JP Morgan, diversification is the driver. Focus on credit risk
The institution more than counterbalanced the slowdown in mortgages with investment banking and ricavida trading. Cost pressures. High multiples on the stock exchange
Key points
Diversification. A condition, in finance, which, on the one hand, has positive value because it allows risks to be reduced, and counterbalanced; and which, on the other, is difficult to achieve. Especially, with regard to corporate business.
The areas of activity
Ebbene: JP Morgan Chase è uno dei casi in cui l’articolazione dell’attività pare - a detta di diversi analisti - per l’appunto un atout. La riprova? La offre l’andamento del peso delle varie aree di business sui ricavi. Secondo il terminale Bloomberg, la Consumer & Community Banking (Ccb) nel 2022 valeva circa il 42% del giro d’affari. Nel 2023 l’incidenza è leggermente calata e, lo scorso esercizio, si è assestata al 40,27%. La Commercial & Investment Bank (Cib), invece, quattro anni fa aveva generato il 46,3% dei ricavi mentre a fine del 2024 è valsa il 39,5% dei medesimi. Infine: l’Asset & Wealth Management (Awm). Quest’ultima divisione, sempre in chiusura del 2022, era stata contraddistinta dall’incidenza del 13,8% e al 31/12/2024 ha prodotto il 12,1% dei ricavi.

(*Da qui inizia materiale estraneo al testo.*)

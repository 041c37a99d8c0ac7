use std::path::{Path, PathBuf};

use clap::{ArgAction, Parser, Subcommand};

use phasepool::bench::{BenchCase, Manifest, ResultsFile, StepDefaults};
use phasepool::config::Config;
use phasepool::orchestration::Scheduler;
use phasepool::{plog_debug, plog_warn, Error, Result};

/// phasepool - run benchmark manifests on a fixed pool of workers
#[derive(Parser, Debug)]
#[command(name = "phasepool")]
#[command(version, about, long_about = None)]
#[command(after_help = "ENVIRONMENT:\n    PHASEPOOL_DEBUG=1     Enable debug logging (alternative to -vv)")]
pub struct Cli {
    /// Increase verbosity (-v info, -vv debug, -vvv trace)
    #[arg(short, long, action = ArgAction::Count, global = true)]
    pub verbose: u8,

    /// Config file (default: ~/.phasepool/config.toml)
    #[arg(long, global = true)]
    pub config: Option<PathBuf>,

    #[command(subcommand)]
    pub command: Command,
}

#[derive(Subcommand, Debug, Clone, PartialEq)]
pub enum Command {
    /// Run every case of a manifest, appending results as they arrive
    Run {
        /// Manifest file with [[case]] tables
        manifest: PathBuf,

        /// Number of workers (default: config `jobs`, else all cores)
        #[arg(short = 'j', long)]
        jobs: Option<usize>,

        /// JSON-lines results file; cases already in it are skipped
        #[arg(short = 'o', long, default_value = "results.jsonl")]
        output: PathBuf,

        /// Only run cases whose name contains this string
        #[arg(long)]
        only: Option<String>,
    },

    /// List the cases of a manifest
    List {
        /// Manifest file with [[case]] tables
        manifest: PathBuf,
    },
}

/// Counts reported at the end of a run.
#[derive(Debug, Default)]
struct RunSummary {
    received: usize,
    failed: usize,
    interrupted: bool,
}

fn main() -> Result<()> {
    let cli = Cli::parse();

    let config = match &cli.config {
        Some(path) => Config::load_from(path)?,
        None => Config::load()?,
    };
    phasepool::log::init(cli.verbose, config.effective_log_file());

    match cli.command {
        Command::List { manifest } => run_list(&manifest),
        Command::Run {
            manifest,
            jobs,
            output,
            only,
        } => {
            let rt = tokio::runtime::Runtime::new()?;
            rt.block_on(run_manifest(config, &manifest, jobs, output, only))
        }
    }
}

fn run_list(path: &Path) -> Result<()> {
    let manifest = Manifest::load(path)?;
    for name in manifest.names() {
        println!("{}", name);
    }
    Ok(())
}

async fn run_manifest(
    config: Config,
    path: &Path,
    jobs: Option<usize>,
    output: PathBuf,
    only: Option<String>,
) -> Result<()> {
    let manifest = Manifest::load(path)?;
    let results = ResultsFile::new(output);
    let done = results.load_completed().await?;
    let defaults = StepDefaults::from_config(&config);
    let manifest_needs_monitor = manifest.needs_monitor(&defaults);

    let mut skipped = 0;
    let cases: Vec<BenchCase> = manifest
        .cases
        .into_iter()
        .filter(|case| only.as_deref().map_or(true, |s| case.name.contains(s)))
        .filter(|case| {
            let fresh = !done.contains(&case.name);
            if !fresh {
                plog_debug!("Skipping {}: already in {}", case.name, results.path().display());
                skipped += 1;
            }
            fresh
        })
        .map(|case| BenchCase::new(case, defaults))
        .collect();

    let total = cases.len();
    let jobs = jobs.unwrap_or_else(|| config.effective_jobs());
    println!(
        "Running {} case(s) on {} worker(s), {} already done",
        total, jobs, skipped
    );
    if total == 0 {
        return Ok(());
    }

    let env = config.worker_env();
    if manifest_needs_monitor {
        env.executor.verify_monitor().await?;
    }
    let mut scheduler = Scheduler::with_env(jobs, env)?;
    scheduler.submit(cases);

    let outcome = consume(&mut scheduler, &results, total).await;
    scheduler.shutdown().await;
    let summary = outcome?;

    println!(
        "Finished {}/{} case(s), {} with failures; results in {}",
        summary.received,
        total,
        summary.failed,
        results.path().display()
    );
    if summary.interrupted {
        return Err(Error::Cancelled);
    }
    Ok(())
}

/// Write each resolved case as it arrives until the scheduler runs dry
/// or the user interrupts.
async fn consume(scheduler: &mut Scheduler, results: &ResultsFile, total: usize) -> Result<RunSummary> {
    let mut summary = RunSummary::default();
    let ctrl_c = tokio::signal::ctrl_c();
    tokio::pin!(ctrl_c);

    loop {
        tokio::select! {
            next = scheduler.next() => {
                let Some(resolved) = next else {
                    break;
                };
                let report = BenchCase::report_for(resolved);
                results.append(&report).await?;
                summary.received += 1;
                if !report.is_ok() {
                    summary.failed += 1;
                }
                println!("[{}/{}] {}", summary.received, total, report.summary());
            }
            _ = &mut ctrl_c => {
                plog_warn!(
                    "Interrupted: discarding {} unfinished case(s)",
                    total - summary.received
                );
                summary.interrupted = true;
                break;
            }
        }
    }
    Ok(summary)
}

Insomma: a prescindere dal puntuale trend dei pesi delle singole divisioni - rispetto al quale rileva la stessa dinamica del cosiddetto Corporate cui è ricondotto il portafoglio proprio dell’istituto -, i num
Quarterly figures
La condizione descritta, a ben vedere, è stata confermata negli stessi dati del terzo trimestre del 2025. L’istituto, in generale, ha riportato ricavi e redditività in rialzo. La prima riga di conto economico ha raggiunto quota 46,43 miliardi di dollari, in rialzo del 9% rispetto allo stesso periodo del 2024. L’utile per azione (Eps) diluito è stato di 5,07 dollari a fronte dei 4,37 realizzati un anno prima. In entrambi i casi i numeri sono risultati superiori alle attese del mercato. Non solo. La banca guidata da Jamie Dimon ha indicato che, sull’intero 2025, il margine d’interesse dovrebbe assestarsi intorno a 95,8 miliardi mentre, sul 2026, il Net interest income - al netto dei proventi da mercato - è atteso intorno ai 95 miliardi (92,2 la previsione sull’esercizio in corso). In un simile contesto il titolo ha reagito positivamente in Borsa, guadagnando il 2,3% nella seduta di pubblicazione dei numeri.